Nuclear deal: From Iran's pulpits, a sign Rouhani has support from on high
Iran's foreign minister returned home Friday to a hero's welcome. More importantly, perhaps, prayer leaders signaled support from the supreme leader for the deal.
Ebrahim Noroozi/AP
Lausanne, Switzerland
Returning to a hero’s welcome in Tehran after clinching a framework nuclear deal with world powers, Iranian Foreign Minister Mohammad Javad Zarif stood up through the sunroof of his car upon arrival Friday at the airport, waving as supporters chanted “Long Live Zarif!”
While some Iranians took to the streets to wave flags and celebrate as the agreement was announced Thursday night – jubilant at the prospect of sanctions being lifted, and of Iran’s isolation easing – it was the message from Friday prayer pulpits that should give Mr. Zarif particular satisfaction.
They indicated that Iran’s supreme leader Ayatollah Ali Khamenei supported Zarif and his team, even though many hardliners – and at times, apparently Mr. Khamenei himself – have been critical of the nuclear talks.

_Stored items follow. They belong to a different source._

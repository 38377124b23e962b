//! Resilience subsystem.
//!
//! # Data Flow
//! ```text
//! Outbound call:
//!     → timeouts.rs (bound the wait for the response head and each body frame)
//!     → On failure: classify.rs (walk the error chain, pick an ErrorKind)
//!     → ProxyError (status code + message for the caller)
//! ```
//!
//! # Design Decisions
//! - No retries: every inbound request results in at most one outbound attempt
//! - Classification looks at error types, not at message text, except for
//!   resolver failures which the connector reports only as text

pub mod classify;
pub mod timeouts;

pub use classify::{classify, classify_body_error};
//! Request correlation.
//!
//! Every inbound request gets an `x-request-id` (kept if the caller already
//! sent one), the ID is recorded on the request span and echoed back on the
//! response.

use axum::http::{HeaderName, HeaderValue, Request};
use tower_http::request_id::{MakeRequestId, RequestId};
use tracing::Span;

pub const X_REQUEST_ID: HeaderName = HeaderName::from_static("x-request-id");

/// Generates UUIDv4 request IDs.
#[derive(Debug, Clone, Copy, Default)]
pub struct MakeRequestUuid;

impl MakeRequestId for MakeRequestUuid {
    fn make_request_id<B>(&mut self, _request: &Request<B>) -> Option<RequestId> {
        let id = uuid::Uuid::new_v4().to_string();
        HeaderValue::from_str(&id).ok().map(RequestId::new)
    }
}

/// Span for one inbound request, tagged with its request ID.
pub fn request_span<B>(request: &Request<B>) -> Span {
    let request_id = request
        .headers()
        .get(&X_REQUEST_ID)
        .and_then(|v| v.to_str().ok())
        .unwrap_or("unknown");
    tracing::info_span!(
        "request",
        request_id = %request_id,
        method = %request.method(),
        uri = %request.uri(),
    )
}

#[cfg(test)]
mod tests {
    use super::*;
    use axum::body::Body;

    #[test]
    fn generates_distinct_uuids() {
        let request = Request::new(Body::empty());
        let mut make = MakeRequestUuid;
        let first = make.make_request_id(&request).unwrap();
        let second = make.make_request_id(&request).unwrap();

        assert_ne!(first.header_value(), second.header_value());
        let text = first.header_value().to_str().unwrap();
        assert!(uuid::Uuid::parse_str(text).is_ok());
    }
}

The Tehran Friday prayer leader, Ayatollah Emami Kashani, said the nuclear deal – which lays out the parameters for curbing Iran’s nuclear program, in exchange for sanctions relief – was a “victory for the Islamic Republic.”
“To be fair, the negotiating team is modest and wise and have followed the supreme leader’s advice on heroic flexibility,” said Mr. Kashani. “We much congratulate the president and Mr. Zarif.”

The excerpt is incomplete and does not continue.